[Stored data]
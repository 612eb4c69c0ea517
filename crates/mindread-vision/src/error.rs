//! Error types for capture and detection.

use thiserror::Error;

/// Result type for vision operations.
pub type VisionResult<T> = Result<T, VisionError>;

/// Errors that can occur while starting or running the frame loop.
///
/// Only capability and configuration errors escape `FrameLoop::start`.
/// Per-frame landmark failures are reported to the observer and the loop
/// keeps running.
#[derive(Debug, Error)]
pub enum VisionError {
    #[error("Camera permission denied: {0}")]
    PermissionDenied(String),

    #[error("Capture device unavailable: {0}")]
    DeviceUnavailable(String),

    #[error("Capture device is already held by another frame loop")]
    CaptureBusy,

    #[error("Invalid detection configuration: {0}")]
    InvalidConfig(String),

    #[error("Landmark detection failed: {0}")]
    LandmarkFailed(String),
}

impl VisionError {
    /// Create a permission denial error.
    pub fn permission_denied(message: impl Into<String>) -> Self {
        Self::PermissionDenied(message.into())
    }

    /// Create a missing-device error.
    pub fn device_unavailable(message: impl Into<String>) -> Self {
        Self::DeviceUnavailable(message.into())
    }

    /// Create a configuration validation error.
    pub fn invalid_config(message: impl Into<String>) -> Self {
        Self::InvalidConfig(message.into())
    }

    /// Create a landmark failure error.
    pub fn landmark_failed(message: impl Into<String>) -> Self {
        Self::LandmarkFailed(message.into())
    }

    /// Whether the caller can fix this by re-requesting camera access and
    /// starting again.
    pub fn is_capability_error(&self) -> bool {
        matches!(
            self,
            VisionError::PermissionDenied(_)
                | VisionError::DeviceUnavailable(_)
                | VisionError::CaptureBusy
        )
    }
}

→ **The problem**:
List every line above that holds the word "VisionError".

→ **Exercise result**:
pub type VisionResult<T> = Result<T, VisionError>;
pub enum VisionError {
impl VisionError {
            VisionError::PermissionDenied(_)
                | VisionError::DeviceUnavailable(_)
                | VisionError::CaptureBusy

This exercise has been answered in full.